Climate change considerations are fundamental to management of deep-sea resource extraction

Levin LA; Wei C-L; Dunn DC; Amon DJ; Ashford OS; Cheung WWL; Colaco A; Dominguez-Carrió C; Escobar EG; Harden-Davies HR; Drazen JC; Ismail K; Jones DOB; Johnson DE; Le JT; Lejzerowicz F; Mitarai S; Morato T; Mulsow S; Snelgrove PVR; Sweetman AK; Yasuhara M

Climate change manifestation in the ocean, through warming, oxygen loss, increasing
acidification, and changing particulate organic carbon flux (one metric of altered
food supply), is projected to affect most deep-ocean ecosystems concomitantly with
increasing direct human disturbance. Climate drivers will alter deep-sea biodiversity
and associated ecosystem services, and may interact with disturbance from resource
extraction activities or even climate geoengineering. We suggest that to ensure the
effective management of increasing use of the deep ocean (e.g., for bottom fishing, oil and gas extraction, and deep-seabed mining), environmental management and developing
regulations must consider climate change.
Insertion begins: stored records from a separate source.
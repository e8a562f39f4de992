//! CLI adapter for docindex
//!
//! Thin clap layer over `core/`: each subcommand parses its
//! arguments, builds the collaborators it needs and prints the
//! result as human-readable text or JSON.

pub mod commands;
pub mod output;

use clap::{Parser, Subcommand};

/// docindex - document ingestion for hybrid search
///
/// Split documents into overlapping sections, embed them and upload
/// them to a search index queried with keywords and vectors at once.
#[derive(Parser, Debug)]
#[command(name = "docindex")]
#[command(version)]
#[command(about = "Ingest documents into a hybrid search index", long_about = None)]
#[command(propagate_version = true)]
pub struct Cli {
    /// Output format
    #[arg(long, global = true, default_value = "human")]
    pub format: OutputFormat,

    #[command(subcommand)]
    pub command: Commands,
}

/// Output format for CLI commands
#[derive(Debug, Clone, Copy, Default, PartialEq, Eq, clap::ValueEnum)]
pub enum OutputFormat {
    /// Human-readable output (default)
    #[default]
    Human,
    /// JSON output for scripting
    Json,
}

/// Available CLI commands
#[derive(Subcommand, Debug)]
pub enum Commands {
    /// Create the search index with its vector search configuration
    #[command(name = "init-index")]
    InitIndex(commands::InitIndexArgs),

    /// Split, embed and upload a document or a directory of documents
    Ingest(commands::IngestArgs),

    /// Show how a document would be split, without embedding or uploading
    Split(commands::SplitArgs),

    /// Run a hybrid keyword + vector query
    Search(commands::SearchArgs),

    /// Show current configuration
    #[command(name = "show-config")]
    ShowConfig(commands::ConfigArgs),

    /// Generate shell completion scripts
    ///
    /// Output completion script to stdout. To install:
    ///
    ///   bash:  docindex completions bash > ~/.local/share/bash-completion/completions/docindex
    ///   zsh:   docindex completions zsh > ~/.zfunc/_docindex
    ///   fish:  docindex completions fish > ~/.config/fish/completions/docindex.fish
    Completions(commands::CompletionsArgs),
}

/// Run the CLI with the provided arguments
pub async fn run(cli: Cli) -> Result<(), Box<dyn std::error::Error>> {
    use crate::core::config::Config;
    use crate::core::services::{build_index, Services};
    use crate::core::xdg::XdgDirs;

    // Handle completions command early (doesn't need configuration)
    if let Commands::Completions(args) = cli.command {
        return commands::completions::execute(args);
    }

    // Credentials may come from a .env file; a missing file is fine
    if let Ok(path) = dotenvy::dotenv() {
        tracing::debug!("Loaded environment from {:?}", path);
    }

    let xdg = XdgDirs::new();
    xdg.ensure_dirs_exist()?;
    let config = Config::load_with_xdg(&xdg)?;

    match cli.command {
        Commands::InitIndex(args) => {
            config.log_config();
            let index = build_index(&config.index)?;
            commands::init_index::execute(args, &config, index.as_ref(), cli.format).await
        }
        Commands::Ingest(args) => {
            config.log_config();
            let services = Services::new(config)?;
            commands::ingest::execute(args, &services, cli.format).await
        }
        Commands::Split(args) => commands::split::execute(args, &config, cli.format),
        Commands::Search(args) => {
            let services = Services::new(config)?;
            commands::search::execute(args, &services, cli.format).await
        }
        Commands::ShowConfig(args) => commands::config::execute(args, &config, &xdg, cli.format),
        Commands::Completions(_) => unreachable!(), // Handled above
    }
}
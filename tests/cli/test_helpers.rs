//! CLI test helpers
//!
//! Provides utilities for testing CLI commands including:
//! - Document directories with specific file content
//! - Local services with documents already ingested

use crate::common::{create_local_services, TestDocs};
use docindex::core::services::Services;
use tempfile::TempDir;

/// Aircraft manual pages used across CLI tests
pub const MANUAL: &[(&str, &str)] = &[
    (
        "manual/rudder.txt",
        "The rudder pedals move the rudder. Check the cable tension.",
    ),
    (
        "manual/fuel.md",
        "Fuel pressure must stay in the green arc.\x0CDrain the sumps before flight.",
    ),
    ("manual/photo.jpg", "not a document"),
];

/// Create a document directory with specified files
pub fn create_test_docs(files: &[(&str, &str)]) -> TestDocs {
    TestDocs::with_files(files)
}

/// Local services with `files` already ingested
pub async fn setup_ingested_services(files: &[(&str, &str)]) -> (Services, TempDir, TestDocs) {
    let docs = create_test_docs(files);
    let (services, temp) = create_local_services().await;

    services
        .create_pipeline()
        .expect("Pipeline creation should succeed")
        .ingest_path(docs.path())
        .await
        .expect("Ingest should succeed");

    (services, temp, docs)
}
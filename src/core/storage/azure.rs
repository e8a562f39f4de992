//! Azure AI Search REST backend.

use std::time::Duration;

use async_trait::async_trait;
use reqwest::header::{HeaderMap, HeaderValue, CONTENT_TYPE};
use reqwest::{Client, Response, StatusCode};
use serde::{Deserialize, Serialize};

use super::{CreateMode, IndexDefinition, SearchIndex};
use crate::core::config::IndexConfig;
use crate::core::error::{DocIndexError, Result};
use crate::core::types::{HybridQuery, IndexingResult, SearchHit, Section};

/// Fields returned by search requests
const SELECT_FIELDS: &str = "id,content,sourcepage,sourcefile";

/// Client for one Azure AI Search index
#[derive(Debug, Clone)]
pub struct AzureSearchIndex {
    client: Client,
    endpoint: String,
    index_name: String,
    api_version: String,
}

#[derive(Serialize)]
struct UploadAction<'a> {
    #[serde(rename = "@search.action")]
    action: &'static str,
    #[serde(flatten)]
    section: &'a Section,
}

#[derive(Serialize)]
struct UploadBatch<'a> {
    value: Vec<UploadAction<'a>>,
}

#[derive(Deserialize)]
#[serde(rename_all = "camelCase")]
struct ItemResult {
    key: String,
    status: bool,
    #[serde(default)]
    error_message: Option<String>,
    #[serde(default)]
    status_code: u16,
}

#[derive(Deserialize)]
struct UploadResponse {
    value: Vec<ItemResult>,
}

#[derive(Serialize)]
struct VectorQuery<'a> {
    kind: &'static str,
    vector: &'a [f32],
    k: usize,
    fields: &'a str,
}

#[derive(Serialize)]
#[serde(rename_all = "camelCase")]
struct SearchRequest<'a> {
    search: &'a str,
    top: usize,
    select: &'static str,
    vector_queries: [VectorQuery<'a>; 1],
}

#[derive(Deserialize)]
struct SearchResponse {
    value: Vec<SearchHit>,
}

impl AzureSearchIndex {
    /// Build a client from the `[index]` configuration
    pub fn new(config: &IndexConfig) -> Result<Self> {
        if !(config.endpoint.starts_with("http://") || config.endpoint.starts_with("https://")) {
            return Err(DocIndexError::ConfigError(
                "search endpoint must be an http(s) URL".to_string(),
            ));
        }
        if config.api_key.trim().is_empty() {
            return Err(DocIndexError::ConfigError(
                "missing search API key".to_string(),
            ));
        }

        let mut headers = HeaderMap::new();
        headers.insert(
            "api-key",
            HeaderValue::from_str(config.api_key.trim())
                .map_err(|_| DocIndexError::ConfigError("invalid search API key".to_string()))?,
        );
        headers.insert(CONTENT_TYPE, HeaderValue::from_static("application/json"));
        let client = Client::builder()
            .timeout(Duration::from_secs(config.timeout_sec))
            .default_headers(headers)
            .build()
            .map_err(|e| {
                DocIndexError::ConfigError(format!("failed to build search HTTP client: {e}"))
            })?;

        Ok(Self {
            client,
            endpoint: config.endpoint.trim_end_matches('/').to_string(),
            index_name: config.index_name.clone(),
            api_version: config.api_version.clone(),
        })
    }

    fn url(&self, path: &str) -> String {
        format!(
            "{}{}?api-version={}",
            self.endpoint, path, self.api_version
        )
    }

    fn docs_url(&self, operation: &str) -> String {
        self.url(&format!("/indexes/{}/docs/{operation}", self.index_name))
    }
}

async fn error_body(response: Response) -> String {
    response
        .text()
        .await
        .unwrap_or_else(|_| "<body unavailable>".to_string())
}

impl From<ItemResult> for IndexingResult {
    fn from(item: ItemResult) -> Self {
        if item.status {
            IndexingResult::success(item.key)
        } else {
            let message = item
                .error_message
                .unwrap_or_else(|| format!("rejected with status {}", item.status_code));
            IndexingResult::failure(item.key, message)
        }
    }
}

#[async_trait]
impl SearchIndex for AzureSearchIndex {
    fn name(&self) -> &str {
        &self.index_name
    }

    async fn create_index(&self, definition: &IndexDefinition, mode: CreateMode) -> Result<()> {
        definition.validate()?;

        let request = match mode {
            CreateMode::Create => self.client.post(self.url("/indexes")),
            CreateMode::CreateOrUpdate => self
                .client
                .put(self.url(&format!("/indexes/{}", definition.name))),
        };
        let response = request.json(definition).send().await?;

        let status = response.status();
        if status == StatusCode::CONFLICT {
            return Err(DocIndexError::IndexAlreadyExists(definition.name.clone()));
        }
        if !status.is_success() {
            return Err(DocIndexError::IndexingFailed(format!(
                "index provisioning failed ({status}): {}",
                error_body(response).await
            )));
        }

        tracing::info!("Index '{}' provisioned ({:?})", definition.name, mode);
        Ok(())
    }

    async fn upload_documents(&self, sections: &[Section]) -> Result<Vec<IndexingResult>> {
        if sections.is_empty() {
            return Ok(Vec::new());
        }

        let batch = UploadBatch {
            value: sections
                .iter()
                .map(|section| UploadAction {
                    action: "upload",
                    section,
                })
                .collect(),
        };
        let response = self
            .client
            .post(self.docs_url("index"))
            .json(&batch)
            .send()
            .await?;

        // 207 carries per-item results just like 200
        let status = response.status();
        if status == StatusCode::NOT_FOUND {
            return Err(DocIndexError::IndexNotFound(self.index_name.clone()));
        }
        if !status.is_success() {
            return Err(DocIndexError::IndexingFailed(format!(
                "upload failed ({status}): {}",
                error_body(response).await
            )));
        }

        let parsed: UploadResponse = response.json().await?;
        Ok(parsed.value.into_iter().map(IndexingResult::from).collect())
    }

    async fn search(&self, query: &HybridQuery) -> Result<Vec<SearchHit>> {
        let request = SearchRequest {
            search: &query.text,
            top: query.top,
            select: SELECT_FIELDS,
            vector_queries: [VectorQuery {
                kind: "vector",
                vector: &query.vector,
                k: query.k,
                fields: &query.vector_field,
            }],
        };
        let response = self
            .client
            .post(self.docs_url("search"))
            .json(&request)
            .send()
            .await?;

        let status = response.status();
        if status == StatusCode::NOT_FOUND {
            return Err(DocIndexError::IndexNotFound(self.index_name.clone()));
        }
        if !status.is_success() {
            return Err(DocIndexError::SearchFailed(format!(
                "search failed ({status}): {}",
                error_body(response).await
            )));
        }

        let parsed: SearchResponse = response.json().await?;
        Ok(parsed.value)
    }
}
Strategic planning, impact assessment
and monitoring, spatial management, application of the precautionary approach,
and full-cost accounting of extraction activities should embrace climate consciousness.
Coupled climate and biological modeling approaches applied in the water and on
the seafloor can help accomplish this goal. For example, Earth-System Model projections
of climate-change parameters at the seafloor reveal heterogeneity in projected
climate hazard and time of emergence (beyond natural variability) in regions targeted
for deep-seabed mining. Models that combine climate-induced changes in ocean circulation
with particle tracking predict altered transport of early life stages (larvae)
under climate change. Habitat suitability models can help assess the consequences
of altered larval dispersal, predict climate refugia, and identify vulnerable regions
for multiple species under climate change. Engaging the deep observing community
can support the necessary data provisioning to mainstream climate into the development
of environmental management plans. To illustrate this approach, we focus
on deep-seabed mining and the International Seabed Authority, whose mandates include
regulation of all mineral-related activities in international waters and protecting
the marine environment from the harmful effects of mining. However, achieving
deep-ocean sustainability under the UN Sustainable Development Goals will require
integration of climate consideration across all policy sectors.